African American girl and white man working in a networking closet.
Career and technical education can provide all students with experience, contacts, and training.

Career and Technical Education: Graduate to the Good Life

Competition for jobs, especially entry level jobs, is fierce.

During this school year, colleges and universities are expected to award 952,000 associate's degrees and 1.8 million bachelor's degrees.  Another million or so will earn various forms of career training certificates. Most of these graduates will be seeking to use their new credentials to win new jobs and new careers.

How to stand out in this crowd? High school Career and Technical Education (CTE) courses and programs are emerging as a competitive advantage for all students.

The simple reasons: connections, training and experience.

For students whose plan includes traditional college, CTE offers them the opportunity to discover what they love – and don’t love – about jobs and career areas. Parents appreciate when this happens before hard earned money is spent on college majors. 

College-bound high school students who connect with employers and professionals in potential career areas also gain valuable experience and contacts that will make a much more impressive resume and reference list when they are looking for an internship or that first job in their chosen field. 
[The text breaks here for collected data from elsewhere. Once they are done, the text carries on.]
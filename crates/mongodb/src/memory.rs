//! In-process document store.

use crate::error::{Error, Result};
use crate::store::DocumentStore;
use async_trait::async_trait;
use bson::{oid::ObjectId, Bson, Document};
use std::collections::HashMap;
use std::sync::Mutex;

/// [`DocumentStore`] keeping every collection in memory.
///
/// Documents are returned in insertion order. Filters match on exact field
/// equality only, which is all sms-store issues.
#[derive(Debug, Default)]
pub struct MemoryStore {
    collections: Mutex<HashMap<String, Vec<Document>>>,
}

impl MemoryStore {
    pub fn new() -> Self {
        Self::default()
    }

    /// Number of documents currently in `collection`.
    pub fn len(&self, collection: &str) -> usize {
        self.collections
            .lock()
            .map(|c| c.get(collection).map_or(0, Vec::len))
            .unwrap_or(0)
    }

    pub fn is_empty(&self, collection: &str) -> bool {
        self.len(collection) == 0
    }

    fn lock(&self) -> Result<std::sync::MutexGuard<'_, HashMap<String, Vec<Document>>>> {
        self.collections
            .lock()
            .map_err(|_| Error::Unavailable("memory store lock poisoned".to_string()))
    }
}

fn matches(document: &Document, filter: &Document) -> bool {
    filter
        .iter()
        .all(|(key, value)| document.get(key) == Some(value))
}

fn with_id(mut document: Document) -> (Bson, Document) {
    match document.get("_id") {
        Some(id) => (id.clone(), document),
        None => {
            let id = Bson::ObjectId(ObjectId::new());
            let mut with_id = Document::new();
            with_id.insert("_id", id.clone());
            with_id.extend(std::mem::take(&mut document));
            (id, with_id)
        }
    }
}

#[async_trait]
impl DocumentStore for MemoryStore {
    async fn insert(&self, collection: &str, document: Document) -> Result<Bson> {
        let (id, document) = with_id(document);
        self.lock()?
            .entry(collection.to_string())
            .or_default()
            .push(document);
        Ok(id)
    }

    async fn find_many(&self, collection: &str, filter: Document) -> Result<Vec<Document>> {
        Ok(self
            .lock()?
            .get(collection)
            .map(|documents| {
                documents
                    .iter()
                    .filter(|d| matches(d, &filter))
                    .cloned()
                    .collect()
            })
            .unwrap_or_default())
    }

    async fn upsert_one(
        &self,
        collection: &str,
        filter: Document,
        fields: Document,
    ) -> Result<()> {
        let mut collections = self.lock()?;
        let documents = collections.entry(collection.to_string()).or_default();
        match documents.iter_mut().find(|d| matches(d, &filter)) {
            Some(existing) => existing.extend(fields),
            None => {
                let mut document = filter;
                document.extend(fields);
                documents.push(with_id(document).1);
            }
        }
        Ok(())
    }
}

#[cfg(test)]
mod tests {
    use super::*;
    use bson::doc;

    #[tokio::test]
    async fn test_insert_assigns_distinct_ids() {
        let store = MemoryStore::new();
        let a = store.insert("c", doc! { "k": 1 }).await.unwrap();
        let b = store.insert("c", doc! { "k": 1 }).await.unwrap();
        assert_ne!(a, b);
        assert!(matches!(a, Bson::ObjectId(_)));
        assert_eq!(store.len("c"), 2);
    }

    #[tokio::test]
    async fn test_find_many_filters_and_keeps_insertion_order() {
        let store = MemoryStore::new();
        store.insert("c", doc! { "k": "a", "n": 1 }).await.unwrap();
        store.insert("c", doc! { "k": "b", "n": 2 }).await.unwrap();
        store.insert("c", doc! { "k": "a", "n": 3 }).await.unwrap();

        let found = store.find_many("c", doc! { "k": "a" }).await.unwrap();
        let ns: Vec<i32> = found.iter().map(|d| d.get_i32("n").unwrap()).collect();
        assert_eq!(ns, vec![1, 3]);

        assert!(store.find_many("missing", doc! {}).await.unwrap().is_empty());
    }

    #[tokio::test]
    async fn test_upsert_inserts_then_updates_in_place() {
        let store = MemoryStore::new();
        store
            .upsert_one("u", doc! { "key": "x" }, doc! { "status": "A" })
            .await
            .unwrap();
        store
            .upsert_one("u", doc! { "key": "x" }, doc! { "status": "B" })
            .await
            .unwrap();

        assert_eq!(store.len("u"), 1);
        let found = store.find_many("u", doc! { "key": "x" }).await.unwrap();
        assert_eq!(found[0].get_str("status").unwrap(), "B");
        assert!(found[0].contains_key("_id"));
    }
}
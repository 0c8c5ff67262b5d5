use thiserror::Error;

#[derive(Error, Debug)]
pub enum Error {
    #[error("MongoDB error: {0}")]
    Mongo(#[from] mongodb::error::Error),

    #[error("Failed to encode document: {0}")]
    Encode(#[from] bson::ser::Error),

    #[error("Failed to decode document: {0}")]
    Decode(#[from] bson::de::Error),

    #[error("Unexpected inserted id: {0}")]
    UnexpectedId(bson::Bson),

    #[error("Store unavailable: {0}")]
    Unavailable(String),
}

pub type Result<T> = std::result::Result<T, Error>;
Young man in a job interview situation.

For high school students planning to go straight from high school to entry level work, Career and Technical Education opens that pathway by providing training, industry certification and experience.

Jobs one can get with just a high school diploma are becoming a small slice of the employment pie. Jobs that require documented technical skills, post-high school training or college degrees are now the vast majority of opportunities available.

No matter which direction your student wants to go after high school graduation, Career and Technical Education courses and programs in high school will give your student a competitive edge in the job market.